What do you need to get started with Pin It Maps?
Pin It Maps is an amazing experience that will last for years to come. But, in order to have the best experience possible, I would recommend a few things:
First, you’ll need to purchase size 28: 1-3/4 inch straight quilting pins.
Trust me, you want to get the correct size. I purchased regular ol’ dress pins and they were too small. These pins are easy to find at online or at local craft stores like Michaels Craft Stores.
I should note that you don’t need the pins.
You can use the maps and flags without pins (and this is a great idea for young children), but we loved making the little flagpoles!
Second, if you want to make the flag poles, you will need to assemble them. Assembly is easy and my kids loved helping me.
All materials (with the sole exception of the pins I already mentioned) are included in your order. The flagpole is a plastic tube placed beneath the flag label. It will keep the pin from bending and the flag label from slipping down the pin when a child pushes on the flag. For each pin, a soft silicon flag base is provided. It holds the tube in place, makes the pin stand up straight on the map and stops the pin from poking through the foam sheet.
Finally, if you order a large bundle of maps, you’ll want to think about storage.
I’ve already said it, but these maps are stunning. When they first arrived on our doorstep, I was in love… and completely paranoid that one member of our party would lose a piece.

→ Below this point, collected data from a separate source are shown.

//! Owned session state with an explicit mutation API. All reads and writes
//! go through accessors so the storage backend stays swappable; nothing
//! here is an ambient global.

use std::path::PathBuf;
use std::sync::Mutex;

use serde::{Deserialize, Serialize};

use vault_shared::types::auth::{AuthStatus, PublicUser};

#[derive(Debug, Clone)]
struct SessionState {
    user: Option<PublicUser>,
    access_token: Option<String>,
    status: AuthStatus,
}

impl Default for SessionState {
    fn default() -> Self {
        Self {
            user: None,
            access_token: None,
            status: AuthStatus::Loading,
        }
    }
}

/// Process-local session state. Starts in `Loading` until the owning
/// client concludes initialization one way or the other.
#[derive(Debug, Default)]
pub struct SessionStore {
    state: Mutex<SessionState>,
}

impl SessionStore {
    pub fn new() -> Self {
        Self::default()
    }

    pub fn status(&self) -> AuthStatus {
        self.state.lock().unwrap().status
    }

    pub fn user(&self) -> Option<PublicUser> {
        self.state.lock().unwrap().user.clone()
    }

    pub fn access_token(&self) -> Option<String> {
        self.state.lock().unwrap().access_token.clone()
    }

    pub fn set_auth(&self, user: PublicUser, access_token: impl Into<String>) {
        let mut state = self.state.lock().unwrap();
        state.user = Some(user);
        state.access_token = Some(access_token.into());
        state.status = AuthStatus::Authenticated;
    }

    pub fn set_access_token(&self, access_token: impl Into<String>) {
        self.state.lock().unwrap().access_token = Some(access_token.into());
    }

    pub fn set_user(&self, user: PublicUser) {
        self.state.lock().unwrap().user = Some(user);
    }

    pub fn set_loading(&self) {
        self.state.lock().unwrap().status = AuthStatus::Loading;
    }

    pub fn clear_auth(&self) {
        let mut state = self.state.lock().unwrap();
        state.user = None;
        state.access_token = None;
        state.status = AuthStatus::Unauthenticated;
    }
}

/// Persisted copy of the access token, surviving process restarts. The
/// refresh envelope never goes through here; it lives in the httpOnly
/// cookie jar.
pub trait TokenCache: Send + Sync {
    fn load(&self) -> Option<String>;
    fn save(&self, access_token: &str);
    fn clear(&self);
}

#[derive(Debug, Default)]
pub struct MemoryTokenCache {
    token: Mutex<Option<String>>,
}

impl MemoryTokenCache {
    pub fn new() -> Self {
        Self::default()
    }
}

impl TokenCache for MemoryTokenCache {
    fn load(&self) -> Option<String> {
        self.token.lock().unwrap().clone()
    }

    fn save(&self, access_token: &str) {
        *self.token.lock().unwrap() = Some(access_token.to_string());
    }

    fn clear(&self) {
        *self.token.lock().unwrap() = None;
    }
}

#[derive(Debug, Serialize, Deserialize)]
struct CachedSession {
    access_token: String,
}

/// JSON-file-backed cache. Write failures are logged and otherwise
/// ignored; a lost cache only costs a silent refresh on next start.
#[derive(Debug)]
pub struct FileTokenCache {
    path: PathBuf,
}

impl FileTokenCache {
    pub fn new(path: impl Into<PathBuf>) -> Self {
        Self { path: path.into() }
    }
}

impl TokenCache for FileTokenCache {
    fn load(&self) -> Option<String> {
        let contents = std::fs::read_to_string(&self.path).ok()?;
        let cached: CachedSession = serde_json::from_str(&contents).ok()?;
        Some(cached.access_token)
    }

    fn save(&self, access_token: &str) {
        let cached = CachedSession {
            access_token: access_token.to_string(),
        };
        match serde_json::to_string(&cached) {
            Ok(json) => {
                if let Err(e) = std::fs::write(&self.path, json) {
                    tracing::warn!(error = %e, path = %self.path.display(), "failed to persist session");
                }
            }
            Err(e) => tracing::warn!(error = %e, "failed to serialize session"),
        }
    }

    fn clear(&self) {
        if let Err(e) = std::fs::remove_file(&self.path) {
            if e.kind() != std::io::ErrorKind::NotFound {
                tracing::warn!(error = %e, path = %self.path.display(), "failed to clear session");
            }
        }
    }
}

#[cfg(test)]
mod tests {
    use super::*;
    use chrono::Utc;
    use uuid::Uuid;
    use vault_shared::types::auth::AuthProvider;

    fn user() -> PublicUser {
        PublicUser {
            id: Uuid::new_v4(),
            email: "alice@example.com".into(),
            name: None,
            avatar_url: None,
            provider: AuthProvider::Local,
            email_verified: false,
            created_at: Utc::now(),
        }
    }

    #[test]
    fn starts_loading_and_transitions() {
        let store = SessionStore::new();
        assert_eq!(store.status(), AuthStatus::Loading);

        store.set_auth(user(), "tok");
        assert_eq!(store.status(), AuthStatus::Authenticated);
        assert_eq!(store.access_token().as_deref(), Some("tok"));

        store.clear_auth();
        assert_eq!(store.status(), AuthStatus::Unauthenticated);
        assert!(store.access_token().is_none());
        assert!(store.user().is_none());
    }

    #[test]
    fn file_cache_round_trips() {
        let dir = std::env::temp_dir().join(format!("vault-client-test-{}", Uuid::new_v4()));
        std::fs::create_dir_all(&dir).unwrap();
        let cache = FileTokenCache::new(dir.join("session.json"));

        assert!(cache.load().is_none());
        cache.save("tok123");
        assert_eq!(cache.load().as_deref(), Some("tok123"));
        cache.clear();
        assert!(cache.load().is_none());
        // Clearing twice is harmless.
        cache.clear();

        std::fs::remove_dir_all(&dir).unwrap();
    }
}
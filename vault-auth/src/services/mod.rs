pub mod auth_service;
pub mod refresh_strategy;
pub mod session_service;
pub mod token_service;
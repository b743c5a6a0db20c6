use serde::{Deserialize, Serialize};

#[derive(Debug, Serialize, Deserialize)]
pub struct ApiResponse<T> {
    pub success: bool,
    pub data: T,
    #[serde(skip_serializing_if = "Option::is_none")]
    pub message: Option<String>,
}

impl<T: Serialize> ApiResponse<T> {
    pub fn ok(data: T) -> Self {
        Self {
            success: true,
            data,
            message: None,
        }
    }

    pub fn ok_with_message(data: T, message: impl Into<String>) -> Self {
        Self {
            success: true,
            data,
            message: Some(message.into()),
        }
    }
}

#[derive(Debug, Serialize, Deserialize)]
pub struct ApiErrorResponse {
    pub success: bool,
    pub error: ApiErrorDetail,
}

#[derive(Debug, Serialize, Deserialize)]
pub struct ApiErrorDetail {
    pub code: String,
    pub message: String,
}

impl ApiErrorResponse {
    pub fn new(code: impl Into<String>, message: impl Into<String>) -> Self {
        Self {
            success: false,
            error: ApiErrorDetail {
                code: code.into(),
                message: message.into(),
            },
        }
    }
}

#[derive(Debug, Serialize, Deserialize)]
pub struct HealthResponse {
    pub status: HealthStatus,
    pub service: String,
    pub version: String,
}

#[derive(Debug, Serialize, Deserialize, PartialEq)]
#[serde(rename_all = "lowercase")]
pub enum HealthStatus {
    Healthy,
    Degraded,
    Unhealthy,
}

impl HealthResponse {
    pub fn healthy(service: impl Into<String>, version: impl Into<String>) -> Self {
        Self {
            status: HealthStatus::Healthy,
            service: service.into(),
            version: version.into(),
        }
    }
}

I immediately contacted Pin It Maps and Sara was super-responsive. She suggested the following for organization:
- Iris® Photo Box, 16 Cases – These are available through Amazon and local craft stores. I purchased ours at Michaels Craft Stores. (Psst… gameschoolers: These cases are also perfect for card game storage!)
If you want to be super-organized, Pin It Maps also offers labels on the site.
The flags are super-easy to sort once you’ve used them because the continent is noted on the back of every flag. The kids can clean up after themselves!
You can watch an instructional video explaining how to organize and store the pins here:
Why I love Pin It Maps
There are so many reasons, but here are a few:
- The maps are gorgeous.
- They are durable.
- Pin It Maps allows for hands-on learning.
- This is an incredible way to learn geography. Pin It Maps are so much more fun than any worksheet, coloring page, or puzzle.
How to use Pin It Maps in your homeschool
There are countless ways to use these maps in your homeschool. You could just leave them on a coffee table and see what happens, or you could try these ideas:
- These maps can be used in so many different ways. Here are a few ways we have used them:
- Tracking Santa on Christmas Eve.
- In conjunction with Give Your Child the World by Jamie Martin.
- Pair the maps with Around the World Stories.
- While studying U.S. states and capitals, we have used the US map and the game Scrambled States.
- Pin It Maps can be used with a variety of age ranges. My 6-year-old is having just as much fun as my 9-year-old, and I can see our family using these maps for many years to come.
- The maps encourage cooperative learning and collaboration among siblings.
- I could see these maps being used in a homeschool, classroom, or co-op setting.
Do you love geography?
Here are some helpful resources:
- How to Make Homeschool Geography Incredibly Fun
- Educational Stocking Stuffers: Geography
- Gameschooling: The Best Geography Games for Your Homeschool
- 10 of the Best History and Geography Gifts
- A Literature-Rich Geography Curriculum for Book Lovers
- The Best Geography Games for Your Homeschool
- Easy Ways to Learn Geography
- An Incredibly Fun Way to Learn Geography
- Around the World Stories: Stealth Learning at its Best
- 5 Ways We are Using Around the World Stories
- A Simple World Monuments Study with Books, Games, and Spielgaben!
- Artists Around the World: A New Series from Around the World Stories
Add more joy to your homeschool routine…
Now, it’s your turn. Tell me: What are your favorite geography resources? Share here!
Cait co-hosts The Homeschool Sisters Podcast and is co-founder of Raising Poppies, a community for parents of gifted and twice-exceptional children. Cait is also founder of the Family Book Club at My Little Poppies, a fantastic community of book-loving parents and the Gameschool Community at My Little Poppies, a vibrant community of gameschoolers.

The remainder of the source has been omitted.